*TASK ITEM*
Within the data that follows, set down exactly the lines from the one containing "genuinely new shapes." through the one containing "pub fn distance(&self, other: &ShapeSignature)", both ends included.

::: MATERIAL SHOWN

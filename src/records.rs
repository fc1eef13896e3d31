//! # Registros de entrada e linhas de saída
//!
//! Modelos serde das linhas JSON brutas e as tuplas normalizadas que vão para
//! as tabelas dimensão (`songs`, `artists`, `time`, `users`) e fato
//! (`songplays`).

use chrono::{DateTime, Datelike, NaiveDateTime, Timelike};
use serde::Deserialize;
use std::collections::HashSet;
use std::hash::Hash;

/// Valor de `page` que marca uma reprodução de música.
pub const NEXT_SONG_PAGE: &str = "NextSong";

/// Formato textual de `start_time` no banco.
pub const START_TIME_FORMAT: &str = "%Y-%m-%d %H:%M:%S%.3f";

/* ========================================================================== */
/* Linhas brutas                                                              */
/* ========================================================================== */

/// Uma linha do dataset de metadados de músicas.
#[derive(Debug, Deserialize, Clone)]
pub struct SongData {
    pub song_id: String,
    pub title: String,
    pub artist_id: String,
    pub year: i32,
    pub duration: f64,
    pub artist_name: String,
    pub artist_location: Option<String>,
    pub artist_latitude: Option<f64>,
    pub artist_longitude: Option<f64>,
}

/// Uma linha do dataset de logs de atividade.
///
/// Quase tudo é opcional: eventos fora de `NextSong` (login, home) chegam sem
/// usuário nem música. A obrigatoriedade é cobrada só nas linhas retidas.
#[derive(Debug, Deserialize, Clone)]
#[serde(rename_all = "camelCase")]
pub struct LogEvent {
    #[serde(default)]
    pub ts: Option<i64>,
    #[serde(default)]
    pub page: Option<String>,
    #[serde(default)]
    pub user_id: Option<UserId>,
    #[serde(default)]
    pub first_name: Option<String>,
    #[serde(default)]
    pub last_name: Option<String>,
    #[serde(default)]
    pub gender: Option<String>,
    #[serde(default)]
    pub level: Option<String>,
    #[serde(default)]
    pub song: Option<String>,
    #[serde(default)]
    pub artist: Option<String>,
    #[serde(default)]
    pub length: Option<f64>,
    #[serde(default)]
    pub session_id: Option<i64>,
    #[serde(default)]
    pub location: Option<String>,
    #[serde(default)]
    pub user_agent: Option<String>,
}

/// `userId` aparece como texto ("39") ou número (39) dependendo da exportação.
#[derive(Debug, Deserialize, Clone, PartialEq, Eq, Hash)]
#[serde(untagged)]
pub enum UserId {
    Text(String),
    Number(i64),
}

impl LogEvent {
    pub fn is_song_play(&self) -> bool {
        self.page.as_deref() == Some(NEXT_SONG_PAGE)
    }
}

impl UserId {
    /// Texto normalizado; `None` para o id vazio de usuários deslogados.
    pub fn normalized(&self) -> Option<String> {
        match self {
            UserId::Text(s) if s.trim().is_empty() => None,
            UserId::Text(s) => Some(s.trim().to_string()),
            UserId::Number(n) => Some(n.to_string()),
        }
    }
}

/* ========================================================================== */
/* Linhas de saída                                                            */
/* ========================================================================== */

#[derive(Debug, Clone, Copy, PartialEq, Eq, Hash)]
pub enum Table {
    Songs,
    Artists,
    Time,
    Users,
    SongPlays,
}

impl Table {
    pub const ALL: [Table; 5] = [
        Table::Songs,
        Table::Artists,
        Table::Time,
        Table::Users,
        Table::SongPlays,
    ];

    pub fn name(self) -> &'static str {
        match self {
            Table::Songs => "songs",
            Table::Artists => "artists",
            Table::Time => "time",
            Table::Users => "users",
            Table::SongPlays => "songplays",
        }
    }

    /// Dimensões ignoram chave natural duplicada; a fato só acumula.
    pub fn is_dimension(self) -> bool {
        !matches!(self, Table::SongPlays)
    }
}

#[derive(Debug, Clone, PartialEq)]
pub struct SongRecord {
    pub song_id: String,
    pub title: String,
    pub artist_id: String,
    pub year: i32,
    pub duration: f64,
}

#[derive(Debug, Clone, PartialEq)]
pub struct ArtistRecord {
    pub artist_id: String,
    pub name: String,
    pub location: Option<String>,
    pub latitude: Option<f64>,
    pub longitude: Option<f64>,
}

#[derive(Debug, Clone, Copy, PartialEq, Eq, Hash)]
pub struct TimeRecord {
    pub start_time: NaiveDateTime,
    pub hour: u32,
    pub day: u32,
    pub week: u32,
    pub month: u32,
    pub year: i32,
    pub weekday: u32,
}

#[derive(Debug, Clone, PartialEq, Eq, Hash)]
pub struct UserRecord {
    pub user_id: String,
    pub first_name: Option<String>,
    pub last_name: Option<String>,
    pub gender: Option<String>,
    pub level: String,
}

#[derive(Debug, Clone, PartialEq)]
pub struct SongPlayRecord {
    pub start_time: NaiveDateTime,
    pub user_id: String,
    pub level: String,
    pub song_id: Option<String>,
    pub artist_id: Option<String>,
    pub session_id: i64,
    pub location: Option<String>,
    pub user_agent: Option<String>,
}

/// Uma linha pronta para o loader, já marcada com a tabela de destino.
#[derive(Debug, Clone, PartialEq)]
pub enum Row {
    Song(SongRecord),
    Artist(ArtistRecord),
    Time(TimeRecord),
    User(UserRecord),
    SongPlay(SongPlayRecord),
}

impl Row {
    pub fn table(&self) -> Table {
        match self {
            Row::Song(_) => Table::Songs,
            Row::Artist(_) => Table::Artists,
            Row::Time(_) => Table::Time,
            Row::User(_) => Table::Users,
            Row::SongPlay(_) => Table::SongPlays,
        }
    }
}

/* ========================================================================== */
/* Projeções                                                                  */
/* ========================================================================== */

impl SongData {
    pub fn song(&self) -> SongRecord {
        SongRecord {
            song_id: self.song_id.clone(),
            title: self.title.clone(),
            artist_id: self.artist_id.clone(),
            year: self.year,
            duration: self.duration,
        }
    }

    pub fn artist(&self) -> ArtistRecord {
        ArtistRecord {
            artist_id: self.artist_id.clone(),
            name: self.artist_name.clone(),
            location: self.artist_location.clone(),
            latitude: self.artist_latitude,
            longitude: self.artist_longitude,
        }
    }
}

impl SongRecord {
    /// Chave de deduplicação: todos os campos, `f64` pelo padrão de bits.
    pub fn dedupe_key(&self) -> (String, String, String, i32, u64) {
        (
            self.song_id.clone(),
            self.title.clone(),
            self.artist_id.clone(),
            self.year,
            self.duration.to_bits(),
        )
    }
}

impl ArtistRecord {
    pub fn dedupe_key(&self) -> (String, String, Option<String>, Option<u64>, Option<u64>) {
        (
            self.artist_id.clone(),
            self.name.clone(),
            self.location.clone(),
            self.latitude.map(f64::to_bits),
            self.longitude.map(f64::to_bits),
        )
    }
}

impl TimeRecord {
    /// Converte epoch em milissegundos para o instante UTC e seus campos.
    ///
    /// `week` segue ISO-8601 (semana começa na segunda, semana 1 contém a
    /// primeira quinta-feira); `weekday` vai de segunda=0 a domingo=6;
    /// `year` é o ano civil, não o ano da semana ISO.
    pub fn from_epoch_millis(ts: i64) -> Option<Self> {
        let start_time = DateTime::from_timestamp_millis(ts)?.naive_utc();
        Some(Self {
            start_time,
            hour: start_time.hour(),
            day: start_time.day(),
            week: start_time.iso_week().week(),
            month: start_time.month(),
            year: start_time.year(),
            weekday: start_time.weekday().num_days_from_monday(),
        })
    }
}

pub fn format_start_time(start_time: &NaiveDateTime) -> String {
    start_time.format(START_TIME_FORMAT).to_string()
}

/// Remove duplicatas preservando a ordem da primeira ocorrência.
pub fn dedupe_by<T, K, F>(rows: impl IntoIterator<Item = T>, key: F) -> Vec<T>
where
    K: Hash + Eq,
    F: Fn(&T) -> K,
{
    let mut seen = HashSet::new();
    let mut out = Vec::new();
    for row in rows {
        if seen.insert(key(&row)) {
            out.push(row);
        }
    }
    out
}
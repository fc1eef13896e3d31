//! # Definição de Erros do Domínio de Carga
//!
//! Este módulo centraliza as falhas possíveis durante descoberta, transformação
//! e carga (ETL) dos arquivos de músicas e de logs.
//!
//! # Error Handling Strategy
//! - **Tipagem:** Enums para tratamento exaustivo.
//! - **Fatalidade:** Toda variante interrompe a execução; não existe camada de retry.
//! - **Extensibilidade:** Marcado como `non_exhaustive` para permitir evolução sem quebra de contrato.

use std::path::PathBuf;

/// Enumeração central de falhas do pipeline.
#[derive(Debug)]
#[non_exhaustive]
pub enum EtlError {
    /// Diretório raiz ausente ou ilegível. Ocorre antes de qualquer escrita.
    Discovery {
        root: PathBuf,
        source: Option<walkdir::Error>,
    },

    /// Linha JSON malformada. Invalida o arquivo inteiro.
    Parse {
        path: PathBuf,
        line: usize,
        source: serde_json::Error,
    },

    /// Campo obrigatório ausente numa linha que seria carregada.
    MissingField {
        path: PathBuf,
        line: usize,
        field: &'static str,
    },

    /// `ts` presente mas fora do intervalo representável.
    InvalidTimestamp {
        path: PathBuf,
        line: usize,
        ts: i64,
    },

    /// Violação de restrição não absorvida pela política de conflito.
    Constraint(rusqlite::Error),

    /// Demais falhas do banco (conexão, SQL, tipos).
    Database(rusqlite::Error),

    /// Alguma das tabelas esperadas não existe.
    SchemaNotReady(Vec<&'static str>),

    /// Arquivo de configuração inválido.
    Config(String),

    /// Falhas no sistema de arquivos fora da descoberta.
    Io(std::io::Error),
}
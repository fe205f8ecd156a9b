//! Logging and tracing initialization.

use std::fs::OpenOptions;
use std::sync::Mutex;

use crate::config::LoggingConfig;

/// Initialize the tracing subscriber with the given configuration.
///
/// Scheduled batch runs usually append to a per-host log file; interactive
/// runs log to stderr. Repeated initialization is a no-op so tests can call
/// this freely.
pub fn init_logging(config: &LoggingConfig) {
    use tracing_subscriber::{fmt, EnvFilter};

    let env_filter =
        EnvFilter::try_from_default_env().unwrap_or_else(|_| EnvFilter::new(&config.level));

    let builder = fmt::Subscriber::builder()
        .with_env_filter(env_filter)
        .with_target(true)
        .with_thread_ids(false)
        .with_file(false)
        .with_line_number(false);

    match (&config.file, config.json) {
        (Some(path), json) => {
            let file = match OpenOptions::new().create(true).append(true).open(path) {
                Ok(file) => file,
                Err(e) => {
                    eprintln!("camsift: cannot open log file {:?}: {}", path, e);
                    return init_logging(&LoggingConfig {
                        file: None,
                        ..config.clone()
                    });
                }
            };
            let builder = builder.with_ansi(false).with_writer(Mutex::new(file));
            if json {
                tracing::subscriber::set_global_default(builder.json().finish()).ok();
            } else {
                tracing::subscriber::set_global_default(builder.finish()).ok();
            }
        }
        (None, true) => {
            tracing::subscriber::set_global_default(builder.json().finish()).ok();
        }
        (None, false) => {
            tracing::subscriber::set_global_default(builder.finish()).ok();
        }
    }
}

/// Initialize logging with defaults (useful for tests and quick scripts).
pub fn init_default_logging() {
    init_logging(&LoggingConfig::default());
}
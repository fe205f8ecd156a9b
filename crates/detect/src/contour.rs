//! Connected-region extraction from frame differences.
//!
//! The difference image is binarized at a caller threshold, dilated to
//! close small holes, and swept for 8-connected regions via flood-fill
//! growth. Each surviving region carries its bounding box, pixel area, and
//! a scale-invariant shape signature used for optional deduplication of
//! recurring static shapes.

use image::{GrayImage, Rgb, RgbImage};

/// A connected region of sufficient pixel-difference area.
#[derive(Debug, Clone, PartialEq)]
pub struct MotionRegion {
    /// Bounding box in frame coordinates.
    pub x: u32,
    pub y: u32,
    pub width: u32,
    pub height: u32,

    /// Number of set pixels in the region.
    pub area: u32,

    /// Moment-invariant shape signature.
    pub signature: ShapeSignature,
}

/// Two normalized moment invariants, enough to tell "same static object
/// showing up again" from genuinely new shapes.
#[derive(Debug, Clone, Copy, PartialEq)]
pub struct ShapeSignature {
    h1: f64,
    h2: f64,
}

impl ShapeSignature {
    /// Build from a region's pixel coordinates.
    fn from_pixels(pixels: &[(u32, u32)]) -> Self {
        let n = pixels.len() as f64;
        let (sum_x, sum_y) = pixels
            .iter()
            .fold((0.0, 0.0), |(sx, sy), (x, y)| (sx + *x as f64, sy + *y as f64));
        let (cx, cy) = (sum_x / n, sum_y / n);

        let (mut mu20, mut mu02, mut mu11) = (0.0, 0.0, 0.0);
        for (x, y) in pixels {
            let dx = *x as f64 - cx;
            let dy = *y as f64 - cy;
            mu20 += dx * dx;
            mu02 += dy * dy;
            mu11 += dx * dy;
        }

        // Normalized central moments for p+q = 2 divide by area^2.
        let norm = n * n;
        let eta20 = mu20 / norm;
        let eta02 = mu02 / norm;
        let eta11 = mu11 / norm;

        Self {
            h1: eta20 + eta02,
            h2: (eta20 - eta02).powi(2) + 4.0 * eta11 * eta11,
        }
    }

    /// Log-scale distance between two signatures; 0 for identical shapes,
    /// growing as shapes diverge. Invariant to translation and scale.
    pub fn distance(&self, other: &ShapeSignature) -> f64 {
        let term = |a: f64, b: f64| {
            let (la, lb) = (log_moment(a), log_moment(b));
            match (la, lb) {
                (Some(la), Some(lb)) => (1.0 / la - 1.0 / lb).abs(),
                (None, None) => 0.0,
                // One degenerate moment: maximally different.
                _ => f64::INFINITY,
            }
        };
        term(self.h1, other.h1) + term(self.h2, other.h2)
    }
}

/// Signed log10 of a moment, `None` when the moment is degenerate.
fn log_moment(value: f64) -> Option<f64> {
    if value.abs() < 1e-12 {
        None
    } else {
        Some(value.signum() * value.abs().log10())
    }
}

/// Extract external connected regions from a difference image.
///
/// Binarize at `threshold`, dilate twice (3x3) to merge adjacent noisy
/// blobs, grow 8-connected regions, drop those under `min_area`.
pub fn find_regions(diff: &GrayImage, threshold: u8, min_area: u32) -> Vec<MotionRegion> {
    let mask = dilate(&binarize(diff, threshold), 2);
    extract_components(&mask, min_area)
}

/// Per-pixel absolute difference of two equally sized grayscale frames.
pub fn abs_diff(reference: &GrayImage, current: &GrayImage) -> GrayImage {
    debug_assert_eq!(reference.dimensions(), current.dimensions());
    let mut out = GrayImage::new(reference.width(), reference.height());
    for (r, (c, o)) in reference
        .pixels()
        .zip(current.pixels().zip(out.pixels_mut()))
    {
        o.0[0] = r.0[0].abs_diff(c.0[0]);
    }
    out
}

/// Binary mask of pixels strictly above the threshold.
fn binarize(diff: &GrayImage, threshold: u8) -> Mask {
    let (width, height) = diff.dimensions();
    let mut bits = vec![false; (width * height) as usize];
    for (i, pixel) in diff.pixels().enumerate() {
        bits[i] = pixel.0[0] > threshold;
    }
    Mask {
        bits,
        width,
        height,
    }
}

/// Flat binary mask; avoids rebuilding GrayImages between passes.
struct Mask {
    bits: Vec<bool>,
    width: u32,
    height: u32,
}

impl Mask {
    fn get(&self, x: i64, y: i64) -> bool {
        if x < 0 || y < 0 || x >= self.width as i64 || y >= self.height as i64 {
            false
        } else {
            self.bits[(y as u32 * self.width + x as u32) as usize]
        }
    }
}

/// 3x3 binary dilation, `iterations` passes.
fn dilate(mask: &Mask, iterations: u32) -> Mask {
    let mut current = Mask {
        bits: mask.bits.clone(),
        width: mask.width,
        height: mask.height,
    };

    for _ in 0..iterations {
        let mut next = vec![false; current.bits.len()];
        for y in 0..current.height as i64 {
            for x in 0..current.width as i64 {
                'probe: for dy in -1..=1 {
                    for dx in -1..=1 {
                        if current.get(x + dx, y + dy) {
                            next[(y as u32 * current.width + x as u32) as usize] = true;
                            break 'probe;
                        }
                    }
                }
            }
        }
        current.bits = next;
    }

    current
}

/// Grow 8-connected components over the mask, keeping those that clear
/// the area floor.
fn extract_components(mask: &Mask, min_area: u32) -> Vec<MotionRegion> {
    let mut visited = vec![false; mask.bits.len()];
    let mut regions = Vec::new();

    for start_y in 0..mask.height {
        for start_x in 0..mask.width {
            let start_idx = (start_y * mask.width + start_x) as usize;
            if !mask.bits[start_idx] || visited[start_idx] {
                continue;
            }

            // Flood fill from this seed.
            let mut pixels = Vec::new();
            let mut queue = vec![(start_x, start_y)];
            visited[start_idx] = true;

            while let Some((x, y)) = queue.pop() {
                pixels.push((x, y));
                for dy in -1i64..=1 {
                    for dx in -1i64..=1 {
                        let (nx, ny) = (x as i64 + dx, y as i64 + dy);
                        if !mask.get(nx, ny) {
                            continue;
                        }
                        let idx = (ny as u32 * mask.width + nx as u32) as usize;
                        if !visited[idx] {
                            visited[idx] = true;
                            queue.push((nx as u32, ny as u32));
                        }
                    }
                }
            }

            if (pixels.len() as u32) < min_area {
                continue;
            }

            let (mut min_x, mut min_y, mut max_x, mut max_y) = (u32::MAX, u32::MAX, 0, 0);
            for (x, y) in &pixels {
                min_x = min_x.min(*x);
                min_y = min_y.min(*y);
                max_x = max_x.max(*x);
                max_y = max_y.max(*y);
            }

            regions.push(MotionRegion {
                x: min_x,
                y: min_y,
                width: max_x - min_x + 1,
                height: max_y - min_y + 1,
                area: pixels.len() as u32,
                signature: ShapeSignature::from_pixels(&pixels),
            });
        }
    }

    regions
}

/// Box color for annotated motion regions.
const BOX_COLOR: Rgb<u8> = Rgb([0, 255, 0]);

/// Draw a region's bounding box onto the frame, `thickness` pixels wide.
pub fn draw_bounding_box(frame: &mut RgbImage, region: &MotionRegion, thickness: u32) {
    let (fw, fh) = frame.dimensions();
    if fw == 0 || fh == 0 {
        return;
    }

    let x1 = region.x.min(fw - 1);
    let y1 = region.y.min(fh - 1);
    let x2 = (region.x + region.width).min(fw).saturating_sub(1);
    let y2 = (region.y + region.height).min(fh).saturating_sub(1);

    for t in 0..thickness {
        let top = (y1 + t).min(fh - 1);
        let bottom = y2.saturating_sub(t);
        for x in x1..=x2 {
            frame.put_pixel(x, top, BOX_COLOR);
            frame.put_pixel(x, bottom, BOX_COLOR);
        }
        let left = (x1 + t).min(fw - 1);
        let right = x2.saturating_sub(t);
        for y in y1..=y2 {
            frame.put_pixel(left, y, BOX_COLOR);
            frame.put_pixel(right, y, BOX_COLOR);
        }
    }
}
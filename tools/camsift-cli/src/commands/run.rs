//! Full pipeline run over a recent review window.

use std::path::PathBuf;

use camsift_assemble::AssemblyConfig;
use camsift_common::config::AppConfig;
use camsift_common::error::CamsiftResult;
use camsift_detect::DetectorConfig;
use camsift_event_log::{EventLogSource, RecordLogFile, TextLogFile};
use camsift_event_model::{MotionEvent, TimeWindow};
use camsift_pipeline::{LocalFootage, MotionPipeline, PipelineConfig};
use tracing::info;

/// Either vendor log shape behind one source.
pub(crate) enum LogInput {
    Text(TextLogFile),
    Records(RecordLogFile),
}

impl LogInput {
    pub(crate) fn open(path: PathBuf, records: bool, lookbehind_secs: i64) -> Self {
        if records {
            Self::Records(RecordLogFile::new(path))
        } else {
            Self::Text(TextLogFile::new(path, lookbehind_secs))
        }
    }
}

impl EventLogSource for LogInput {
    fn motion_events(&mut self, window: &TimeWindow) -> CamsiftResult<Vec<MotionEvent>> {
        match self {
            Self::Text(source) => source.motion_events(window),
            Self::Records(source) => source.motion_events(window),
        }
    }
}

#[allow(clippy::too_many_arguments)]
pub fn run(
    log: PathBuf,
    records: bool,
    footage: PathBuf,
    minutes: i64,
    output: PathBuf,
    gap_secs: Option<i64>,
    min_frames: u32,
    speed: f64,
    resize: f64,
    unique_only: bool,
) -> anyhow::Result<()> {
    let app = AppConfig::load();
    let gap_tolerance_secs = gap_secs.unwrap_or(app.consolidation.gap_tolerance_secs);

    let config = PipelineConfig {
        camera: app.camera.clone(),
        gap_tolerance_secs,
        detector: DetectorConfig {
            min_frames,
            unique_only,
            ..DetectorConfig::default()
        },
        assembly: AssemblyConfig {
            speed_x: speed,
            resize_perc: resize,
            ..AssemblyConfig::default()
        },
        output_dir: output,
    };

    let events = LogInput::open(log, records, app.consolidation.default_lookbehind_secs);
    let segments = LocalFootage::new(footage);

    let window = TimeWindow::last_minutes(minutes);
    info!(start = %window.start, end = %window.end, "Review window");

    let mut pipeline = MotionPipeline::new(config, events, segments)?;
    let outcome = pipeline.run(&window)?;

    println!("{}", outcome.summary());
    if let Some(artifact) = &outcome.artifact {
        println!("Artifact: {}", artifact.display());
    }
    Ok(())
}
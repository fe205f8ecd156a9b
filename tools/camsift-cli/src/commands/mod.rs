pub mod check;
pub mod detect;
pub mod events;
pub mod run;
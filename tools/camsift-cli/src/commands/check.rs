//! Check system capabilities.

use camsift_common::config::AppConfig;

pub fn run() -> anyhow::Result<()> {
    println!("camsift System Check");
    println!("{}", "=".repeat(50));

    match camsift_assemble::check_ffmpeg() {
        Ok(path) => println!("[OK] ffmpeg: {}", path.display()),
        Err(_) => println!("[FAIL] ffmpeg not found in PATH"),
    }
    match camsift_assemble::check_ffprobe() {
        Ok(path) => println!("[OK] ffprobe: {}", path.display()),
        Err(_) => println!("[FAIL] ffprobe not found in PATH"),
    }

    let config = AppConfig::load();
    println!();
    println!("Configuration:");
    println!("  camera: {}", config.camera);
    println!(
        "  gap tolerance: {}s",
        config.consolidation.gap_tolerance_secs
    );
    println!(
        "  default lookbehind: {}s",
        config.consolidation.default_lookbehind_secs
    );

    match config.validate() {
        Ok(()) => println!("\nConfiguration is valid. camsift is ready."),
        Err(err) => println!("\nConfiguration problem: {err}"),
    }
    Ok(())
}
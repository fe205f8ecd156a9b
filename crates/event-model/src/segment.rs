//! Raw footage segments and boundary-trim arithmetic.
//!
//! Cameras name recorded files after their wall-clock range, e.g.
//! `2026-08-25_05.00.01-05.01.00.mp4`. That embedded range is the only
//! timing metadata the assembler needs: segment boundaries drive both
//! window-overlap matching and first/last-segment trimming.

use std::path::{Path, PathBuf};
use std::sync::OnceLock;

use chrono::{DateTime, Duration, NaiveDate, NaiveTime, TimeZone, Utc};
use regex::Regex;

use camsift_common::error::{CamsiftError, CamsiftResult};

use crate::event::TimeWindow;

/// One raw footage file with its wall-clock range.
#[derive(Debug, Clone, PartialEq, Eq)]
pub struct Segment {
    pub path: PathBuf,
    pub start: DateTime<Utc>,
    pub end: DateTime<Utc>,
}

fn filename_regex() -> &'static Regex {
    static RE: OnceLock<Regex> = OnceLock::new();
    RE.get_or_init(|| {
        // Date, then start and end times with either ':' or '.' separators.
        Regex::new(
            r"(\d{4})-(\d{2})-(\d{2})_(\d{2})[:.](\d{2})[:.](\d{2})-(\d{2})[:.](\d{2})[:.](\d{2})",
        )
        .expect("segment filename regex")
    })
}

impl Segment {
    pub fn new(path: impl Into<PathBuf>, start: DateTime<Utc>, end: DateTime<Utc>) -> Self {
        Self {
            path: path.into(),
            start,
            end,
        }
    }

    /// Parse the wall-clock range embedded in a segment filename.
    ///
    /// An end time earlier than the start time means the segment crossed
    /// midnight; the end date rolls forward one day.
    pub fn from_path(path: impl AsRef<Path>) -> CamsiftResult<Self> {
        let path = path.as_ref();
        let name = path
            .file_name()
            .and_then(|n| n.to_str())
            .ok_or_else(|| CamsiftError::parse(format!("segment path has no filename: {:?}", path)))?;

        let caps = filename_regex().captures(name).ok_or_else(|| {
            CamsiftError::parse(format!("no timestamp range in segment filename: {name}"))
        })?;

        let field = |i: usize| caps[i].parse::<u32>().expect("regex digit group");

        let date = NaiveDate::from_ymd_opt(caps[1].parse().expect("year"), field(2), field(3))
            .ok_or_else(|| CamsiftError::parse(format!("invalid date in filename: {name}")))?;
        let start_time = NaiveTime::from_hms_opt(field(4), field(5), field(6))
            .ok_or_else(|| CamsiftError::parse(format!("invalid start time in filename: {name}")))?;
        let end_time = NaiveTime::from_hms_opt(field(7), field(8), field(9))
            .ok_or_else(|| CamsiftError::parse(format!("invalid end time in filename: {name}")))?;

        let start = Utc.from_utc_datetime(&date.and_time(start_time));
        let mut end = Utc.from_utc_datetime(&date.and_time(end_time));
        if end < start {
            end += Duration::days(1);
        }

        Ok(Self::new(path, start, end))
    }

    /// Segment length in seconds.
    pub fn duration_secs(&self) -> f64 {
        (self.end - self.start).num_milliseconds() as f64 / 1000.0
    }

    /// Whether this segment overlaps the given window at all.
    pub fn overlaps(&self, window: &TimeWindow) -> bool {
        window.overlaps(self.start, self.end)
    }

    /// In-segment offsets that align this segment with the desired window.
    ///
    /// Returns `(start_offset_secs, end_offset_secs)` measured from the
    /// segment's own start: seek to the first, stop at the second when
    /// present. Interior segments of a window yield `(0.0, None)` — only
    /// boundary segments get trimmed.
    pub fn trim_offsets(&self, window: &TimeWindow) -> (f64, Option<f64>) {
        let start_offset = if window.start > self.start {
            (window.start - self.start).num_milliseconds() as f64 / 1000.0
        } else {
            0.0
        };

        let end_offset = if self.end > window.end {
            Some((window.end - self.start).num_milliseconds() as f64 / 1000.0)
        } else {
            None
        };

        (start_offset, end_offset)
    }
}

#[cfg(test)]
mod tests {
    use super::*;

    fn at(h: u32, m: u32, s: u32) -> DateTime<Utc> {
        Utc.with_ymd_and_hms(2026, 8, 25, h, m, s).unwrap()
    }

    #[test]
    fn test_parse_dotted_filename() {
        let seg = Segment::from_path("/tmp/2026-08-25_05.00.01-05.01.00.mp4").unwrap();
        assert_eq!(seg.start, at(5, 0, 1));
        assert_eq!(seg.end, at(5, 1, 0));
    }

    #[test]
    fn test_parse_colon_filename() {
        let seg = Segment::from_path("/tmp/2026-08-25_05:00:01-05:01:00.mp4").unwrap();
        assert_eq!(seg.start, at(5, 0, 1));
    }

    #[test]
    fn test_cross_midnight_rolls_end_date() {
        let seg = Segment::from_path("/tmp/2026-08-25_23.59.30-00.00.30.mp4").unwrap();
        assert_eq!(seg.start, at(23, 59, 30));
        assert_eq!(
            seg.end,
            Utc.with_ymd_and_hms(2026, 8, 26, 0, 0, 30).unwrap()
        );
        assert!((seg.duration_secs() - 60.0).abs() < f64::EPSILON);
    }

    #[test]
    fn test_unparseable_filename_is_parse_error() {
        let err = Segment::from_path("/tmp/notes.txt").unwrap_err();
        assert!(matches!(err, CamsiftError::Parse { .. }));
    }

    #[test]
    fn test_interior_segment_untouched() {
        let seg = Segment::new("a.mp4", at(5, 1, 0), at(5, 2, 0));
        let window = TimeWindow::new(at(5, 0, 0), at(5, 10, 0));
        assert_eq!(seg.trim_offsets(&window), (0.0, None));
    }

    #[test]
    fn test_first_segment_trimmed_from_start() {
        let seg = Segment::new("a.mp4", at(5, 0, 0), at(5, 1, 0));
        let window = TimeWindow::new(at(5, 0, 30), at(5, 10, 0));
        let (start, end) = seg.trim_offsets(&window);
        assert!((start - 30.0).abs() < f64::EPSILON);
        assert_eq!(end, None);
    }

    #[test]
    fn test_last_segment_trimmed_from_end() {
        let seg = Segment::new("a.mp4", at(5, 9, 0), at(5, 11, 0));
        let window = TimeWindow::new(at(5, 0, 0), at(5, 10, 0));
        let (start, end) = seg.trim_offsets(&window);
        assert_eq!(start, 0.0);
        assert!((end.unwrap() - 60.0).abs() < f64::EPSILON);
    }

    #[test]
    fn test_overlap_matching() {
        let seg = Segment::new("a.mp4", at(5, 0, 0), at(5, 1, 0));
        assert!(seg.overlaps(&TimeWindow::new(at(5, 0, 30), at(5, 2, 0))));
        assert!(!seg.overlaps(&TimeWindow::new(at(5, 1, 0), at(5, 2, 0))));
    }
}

::::::

*RESULT OF THIS TASK*
/// showing up again" from genuinely new shapes.
#[derive(Debug, Clone, Copy, PartialEq)]
pub struct ShapeSignature {
    h1: f64,
    h2: f64,
}

impl ShapeSignature {
    /// Build from a region's pixel coordinates.
    fn from_pixels(pixels: &[(u32, u32)]) -> Self {
        let n = pixels.len() as f64;
        let (sum_x, sum_y) = pixels
            .iter()
            .fold((0.0, 0.0), |(sx, sy), (x, y)| (sx + *x as f64, sy + *y as f64));
        let (cx, cy) = (sum_x / n, sum_y / n);

        let (mut mu20, mut mu02, mut mu11) = (0.0, 0.0, 0.0);
        for (x, y) in pixels {
            let dx = *x as f64 - cx;
            let dy = *y as f64 - cy;
            mu20 += dx * dx;
            mu02 += dy * dy;
            mu11 += dx * dy;
        }

        // Normalized central moments for p+q = 2 divide by area^2.
        let norm = n * n;
        let eta20 = mu20 / norm;
        let eta02 = mu02 / norm;
        let eta11 = mu11 / norm;

        Self {
            h1: eta20 + eta02,
            h2: (eta20 - eta02).powi(2) + 4.0 * eta11 * eta11,
        }
    }

    /// Log-scale distance between two signatures; 0 for identical shapes,
    /// growing as shapes diverge. Invariant to translation and scale.
    pub fn distance(&self, other: &ShapeSignature) -> f64 {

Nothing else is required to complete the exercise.